Preferably, said two or more polynucleotide sequences correspond to one or more regions of genomic DNA; these might be regions of genomic DNA selected on the basis of known polymorphism, or regions of genomic DNA not selected as such. Regions of DNA not selected on the basis of known polymorphism could be prepared by amplification of a template using techniques such as RAPD (Williams et al., 1990, Nucl. Acid. Res. 18 6531 and Welsh & McClelland, 1990, Nucl. Acid. Res. 18 7213; herein incorporated by reference) and AFLP (Vos et al., 1995, Nucl. Acid. Res. 23 4407; herein incorporated by reference) which randomly amplify a plurality of polynucleotide sequences to create a "fingerprint" useful in genotyping.
In many cases, techniques such as RFLP, RAPD, AFLP and techniques which amplify microsatellite and ribosomal repeat sequences generate two or more polynucleotide sequences, and are therefore particularly applicable to the invention. An example of genotyping using amplified microsatellite (wheat WMS44) and ribosomal (Rrn5 locus of cereals) repeat sequences, together with bush rat samples generated by RAPD, is provided hereinafter.

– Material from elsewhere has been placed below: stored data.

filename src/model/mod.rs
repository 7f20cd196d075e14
//! Data transfer objects returned by the HTTP API.

/// Generic API responses
pub mod api;
/// Linked user DTOs
pub mod connector;
/// Autocomplete DTOs
pub mod lookup;
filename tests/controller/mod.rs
//! Tests for HTTP controller endpoints.
//!
//! Handlers are called directly with extractors built in the test and their responses
//! decoded from JSON.

mod connector;
mod lookup;

use axum::response::Response;
use heimdall::server::model::app::AppState;
use heimdall_test_utils::prelude::*;
use serde::de::DeserializeOwned;

/// Decodes the JSON body of a response.
async fn read_json<T: DeserializeOwned>(response: Response) -> T {
    let bytes = axum::body::to_bytes(response.into_body(), usize::MAX)
        .await
        .expect("Failed to read response body");

    serde_json::from_slice(&bytes).expect("Failed to decode response body")
}

async fn setup() -> Result<TestContext, TestError> {
    TestBuilder::new()
        .with_user_tables()
        .with_connector_tables()
        .build()
        .await
}
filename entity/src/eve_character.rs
use sea_orm::entity::prelude::*;

/// Cached EVE Online character with its current affiliation.
///
/// `corporation_id` and `alliance_id` are EVE Online IDs, not record IDs.
#[derive(Clone, Debug, PartialEq, Eq, DeriveEntityModel)]
#[sea_orm(table_name = "eve_character")]
pub struct Model {
    #[sea_orm(primary_key)]
    pub id: i32,
    #[sea_orm(unique)]
    pub character_id: i64,
    pub name: String,
    pub corporation_id: i64,
    pub alliance_id: Option<i64>,
    pub created_at: DateTime,
    pub affiliation_updated_at: DateTime,
}

#[derive(Copy, Clone, Debug, EnumIter, DeriveRelation)]
pub enum Relation {
    #[sea_orm(has_many = "super::eve_character_title::Entity")]
    EveCharacterTitle,
    #[sea_orm(has_one = "super::heimdall_refresh_token::Entity")]
    HeimdallRefreshToken,
    #[sea_orm(has_one = "super::heimdall_user_character::Entity")]
    HeimdallUserCharacter,
}

impl Related<super::eve_character_title::Entity> for Entity {
    fn to() -> RelationDef {
        Relation::EveCharacterTitle.def()
    }
}

impl Related<super::heimdall_refresh_token::Entity> for Entity {
    fn to() -> RelationDef {
        Relation::HeimdallRefreshToken.def()
    }
}

impl Related<super::heimdall_user_character::Entity> for Entity {
    fn to() -> RelationDef {
        Relation::HeimdallUserCharacter.def()
    }
}

impl ActiveModelBehavior for ActiveModel {}
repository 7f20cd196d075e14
use serde::{Deserialize, Serialize};

/// A single autocomplete entry
#[derive(Clone, Debug, PartialEq, Serialize, Deserialize, utoipa::ToSchema)]
pub struct LookupItemDto {
    /// Record ID to submit when the entry is selected
    pub id: i64,
    /// Display text of the entry
    pub text: String,
}

/// Autocomplete response body
#[derive(Clone, Debug, PartialEq, Serialize, Deserialize, utoipa::ToSchema)]
pub struct LookupResultsDto {
    /// Matching entries sorted by text
    pub results: Vec<LookupItemDto>,
}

It should also be noted with the aforementioned in mind, that "two or more polynucleotide sequences" includes, for example, two or more allelic forms of a locus, even where a nucleotide sequence difference between each allele is a single base. Suitably, the signal changes in response to an alteration in conformation of said two or more polynucleotide sequences. In this regard, conformation refers to the aspect of three-dimensional structure resulting from complementary base-pairing. Complementary bases of single-stranded polynucleotide sequences pair to produce double- stranded polynucleotide sequences, or pair to produce internally base- paired single stranded polynucleotide sequences according to base-
pairing rules.
In DNA, the complementary bases are:- (i) A and T (ii) C and G. In RNA, the complementary bases are:
(i) A and U (ii) C and G.
It will be understood by the skilled person that under conditions favouring complementary base-pairing, polynucleotide sequences will be substantially double-stranded. Under conditions that prevent or disrupt complementary base-pairing, polynucleotide sequences will be substantially single-stranded and lacking in internal base-pairing.

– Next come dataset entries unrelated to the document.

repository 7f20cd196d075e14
use serde::{Deserialize, Serialize};

/// The response when an error occurs with an API request
#[derive(Serialize, Deserialize, utoipa::ToSchema)]
pub struct ErrorDto {
    /// The error message
    pub error: String,
}
//! Tests for ConnectorUserService.

use heimdall::server::{
    config::ConnectorConfig,
    service::connector::user::{ConnectorAccount, ConnectorUserService},
};
use heimdall_test_utils::prelude::*;
use sea_orm::{EntityTrait, PaginatorTrait};

async fn setup() -> Result<TestContext, TestError> {
    TestBuilder::new()
        .with_user_tables()
        .with_connector_tables()
        .build()
        .await
}

fn account(connector_id: &str) -> ConnectorAccount {
    ConnectorAccount {
        connector_id: connector_id.to_string(),
        connector_name: format!("Account {}", connector_id),
        unique_id: connector_id.to_string(),
    }
}

/// Tests linking the same user twice on a connector.
///
/// Expected: a single binding holding the second account
#[tokio::test]
async fn relinking_updates_existing_binding() -> Result<(), TestError> {
    let test = setup().await?;
    let user = test.user().insert_user(None, true).await?;

    let config = ConnectorConfig::default();
    let service = ConnectorUserService::new(&test.db, &config);
    let first = service.link_user("discord", user.id, &account("111")).await;
    let second = service.link_user("discord", user.id, &account("222")).await;

    assert!(first.is_ok());
    assert!(second.is_ok());
    let (first, second) = (first.unwrap(), second.unwrap());
    assert_eq!(first.id, second.id);
    assert_eq!(second.connector_id, "222");
    let count = entity::prelude::ConnectorUser::find().count(&test.db).await?;
    assert_eq!(count, 1);

    Ok(())
}

/// Tests linking a user on two connectors.
///
/// Expected: one binding per connector
#[tokio::test]
async fn links_each_connector_separately() -> Result<(), TestError> {
    let test = setup().await?;
    let user = test.user().insert_user(None, true).await?;

    let config = ConnectorConfig::default();
    let service = ConnectorUserService::new(&test.db, &config);
    let discord = service.link_user("discord", user.id, &account("111")).await;
    let teamspeak = service
        .link_user("teamspeak", user.id, &account("abc"))
        .await;
    assert!(discord.is_ok());
    assert!(teamspeak.is_ok());

    let discord_users = service.list(Some("discord")).await;
    let teamspeak_users = service.list(Some("teamspeak")).await;
    assert!(matches!(discord_users, Ok(ref users) if users.len() == 1));
    assert!(matches!(teamspeak_users, Ok(ref users) if users.len() == 1));

    Ok(())
}

/// Tests that linking is recorded in the connector log when the threshold allows it.
///
/// Expected: one info entry
#[tokio::test]
async fn records_link_in_connector_log() -> Result<(), TestError> {
    let test = setup().await?;
    let user = test.user().insert_user(None, true).await?;

    let config = ConnectorConfig {
        log_level: "info".to_string(),
        ..ConnectorConfig::default()
    };
    let service = ConnectorUserService::new(&test.db, &config);
    let result = service.link_user("discord", user.id, &account("111")).await;
    assert!(result.is_ok());

    let logs = entity::prelude::ConnectorLog::find().all(&test.db).await?;
    assert_eq!(logs.len(), 1);
    assert_eq!(logs[0].level, "info");
    assert_eq!(logs[0].category, "user");

    Ok(())
}

/// Tests unlinking an existing and a missing binding.
///
/// Expected: true the first time, false afterwards
#[tokio::test]
async fn unlink_reports_removal() -> Result<(), TestError> {
    let test = setup().await?;
    let user = test.user().insert_user(None, true).await?;
    test.connector()
        .insert_connector_user("discord", user.id)
        .await?;

    let config = ConnectorConfig::default();
    let service = ConnectorUserService::new(&test.db, &config);

    let first = service.unlink("discord", user.id).await;
    let second = service.unlink("discord", user.id).await;
    let binding = service.get("discord", user.id).await;

    assert!(matches!(first, Ok(true)));
    assert!(matches!(second, Ok(false)));
    assert!(matches!(binding, Ok(None)));

    Ok(())
}

/// Tests listing without a connector type.
///
/// Expected: Ok with no bindings
#[tokio::test]
async fn list_without_connector_type_is_empty() -> Result<(), TestError> {
    let test = setup().await?;
    let user = test.user().insert_user(None, true).await?;
    test.connector()
        .insert_connector_user("discord", user.id)
        .await?;

    let config = ConnectorConfig::default();
    let service = ConnectorUserService::new(&test.db, &config);
    let result = service.list(None).await;

    assert!(result.is_ok());
    assert!(result.unwrap().is_empty());

    Ok(())
}

/// Tests linking and unlinking while the connector log cannot be written.
///
/// Expected: both operations succeed and the binding is stored
#[tokio::test]
async fn link_survives_log_failure() -> Result<(), TestError> {
    let test = TestBuilder::new()
        .with_user_tables()
        .with_table(entity::prelude::ConnectorUser)
        .build()
        .await?;
    let user = test.user().insert_user(None, true).await?;

    let config = ConnectorConfig {
        log_level: "info".to_string(),
        ..ConnectorConfig::default()
    };
    let service = ConnectorUserService::new(&test.db, &config);
    let linked = service.link_user("discord", user.id, &account("111")).await;

    assert!(matches!(linked, Ok(ref binding) if binding.connector_id == "111"));
    let count = entity::prelude::ConnectorUser::find().count(&test.db).await?;
    assert_eq!(count, 1);

    let unlinked = service.unlink("discord", user.id).await;
    assert!(matches!(unlinked, Ok(true)));

    Ok(())
}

Accordingly, as used herein "modulating temperature whereby a conformation of said two or more double-stranded polynucleotide sequences is altered" refers to modulating temperature such that complementary base-pairing is disrupted. Temperature modulation could be performed either by starting from a temperature at which base-pairing is substantially prevented or disrupted, preferably 95°C, and decreasing said temperature preferably to 60°C, or by starting at a temperature at which base-pairing is substantially favoured, preferably 60°C, and increasing said temperature, preferably to 95°C, to substantially disrupt base-pairing. Most preferably, said temperature would be increased from 60°C to 95°C. Suitably, the fluorescent reporter molecule is capable of binding said two or more polynucleotide sequences and capable of providing a fluorescence signal which changes in response to an alteration in conformation of said two or more polynucleotide sequences.

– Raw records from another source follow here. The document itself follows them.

use sea_orm_migration::{prelude::*, schema::*};

use crate::m20251101_000005_heimdall_user::HeimdallUser;

static IDX_SQUAD_MEMBER_USER_ID: &str = "idx-heimdall_squad_member-user_id";
static FK_SQUAD_MEMBER_SQUAD_ID: &str = "fk-heimdall_squad_member-squad_id";
static FK_SQUAD_MEMBER_USER_ID: &str = "fk-heimdall_squad_member-user_id";

#[derive(DeriveMigrationName)]
pub struct Migration;

#[async_trait::async_trait]
impl MigrationTrait for Migration {
    async fn up(&self, manager: &SchemaManager) -> Result<(), DbErr> {
        manager
            .create_table(
                Table::create()
                    .table(HeimdallSquad::Table)
                    .if_not_exists()
                    .col(pk_auto(HeimdallSquad::Id))
                    .col(string(HeimdallSquad::Name))
                    .col(timestamp(HeimdallSquad::CreatedAt))
                    .to_owned(),
            )
            .await?;

        manager
            .create_table(
                Table::create()
                    .table(HeimdallSquadMember::Table)
                    .if_not_exists()
                    .col(pk_auto(HeimdallSquadMember::Id))
                    .col(integer(HeimdallSquadMember::SquadId))
                    .col(integer(HeimdallSquadMember::UserId))
                    .to_owned(),
            )
            .await?;

        manager
            .create_index(
                Index::create()
                    .name(IDX_SQUAD_MEMBER_USER_ID)
                    .table(HeimdallSquadMember::Table)
                    .col(HeimdallSquadMember::UserId)
                    .to_owned(),
            )
            .await?;

        manager
            .create_foreign_key(
                ForeignKey::create()
                    .name(FK_SQUAD_MEMBER_SQUAD_ID)
                    .from_tbl(HeimdallSquadMember::Table)
                    .from_col(HeimdallSquadMember::SquadId)
                    .to_tbl(HeimdallSquad::Table)
                    .to_col(HeimdallSquad::Id)
                    .on_delete(ForeignKeyAction::Cascade)
                    .to_owned(),
            )
            .await?;

        manager
            .create_foreign_key(
                ForeignKey::create()
                    .name(FK_SQUAD_MEMBER_USER_ID)
                    .from_tbl(HeimdallSquadMember::Table)
                    .from_col(HeimdallSquadMember::UserId)
                    .to_tbl(HeimdallUser::Table)
                    .to_col(HeimdallUser::Id)
                    .on_delete(ForeignKeyAction::Cascade)
                    .to_owned(),
            )
            .await?;

        Ok(())
    }

    async fn down(&self, manager: &SchemaManager) -> Result<(), DbErr> {
        manager
            .drop_foreign_key(
                ForeignKey::drop()
                    .name(FK_SQUAD_MEMBER_USER_ID)
                    .table(HeimdallSquadMember::Table)
                    .to_owned(),
            )
            .await?;

        manager
            .drop_foreign_key(
                ForeignKey::drop()
                    .name(FK_SQUAD_MEMBER_SQUAD_ID)
                    .table(HeimdallSquadMember::Table)
                    .to_owned(),
            )
            .await?;

        manager
            .drop_table(Table::drop().table(HeimdallSquadMember::Table).to_owned())
            .await?;

        manager
            .drop_table(Table::drop().table(HeimdallSquad::Table).to_owned())
            .await?;

        Ok(())
    }
}

#[derive(DeriveIden)]
enum HeimdallSquad {
    Table,
    Id,
    Name,
    CreatedAt,
}

#[derive(DeriveIden)]
enum HeimdallSquadMember {
    Table,
    Id,
    SquadId,
    UserId,
}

Preferably, the intensity of fluorescence signal emanating from the fluorescent reporter molecule diminishes in magnitude as a double-stranded polynucleotide sequence is altered to a substantially
single-stranded conformation.
Suitably, the fluorescent reporter molecule is selected from the group consisting of Chromomycin A3, Pico Green, SYBR Green I, Ethidium Bromide, Acridine Orange, Thiazole Orange, and YO-PRO-1. A discussion of the physico-chemical properties of many of these reporter molecules and their relative advantages and disadvantages is provided in Fu et al., 1991 , Cell 67 1047, which is herein incorporated by reference.
It will be appreciated SYBR Green I or EtBr are preferred reporter molecules. Most preferably, SYBR Green I is the reporter molecule applicable to the method of the invention. SYBR Green I binds DNA and provides a fluorescence signal whereby the magnitude of fluorescence emitted per molecule of SYBR Green I is greatest when the reporter molecule is bound to double-stranded DNA. Measurement of said signal provided by the fluorescent reporter molecule could be performed by a device such as a fluorimeter, or by a flow cytometer. Preferably, detection would be performed by a fluorimeter capable of modulating temperature and handling multiple samples simultaneously. For example, detection may be performed using the LightCycler apparatus manufactured and sold by Idaho Technology, ID USA.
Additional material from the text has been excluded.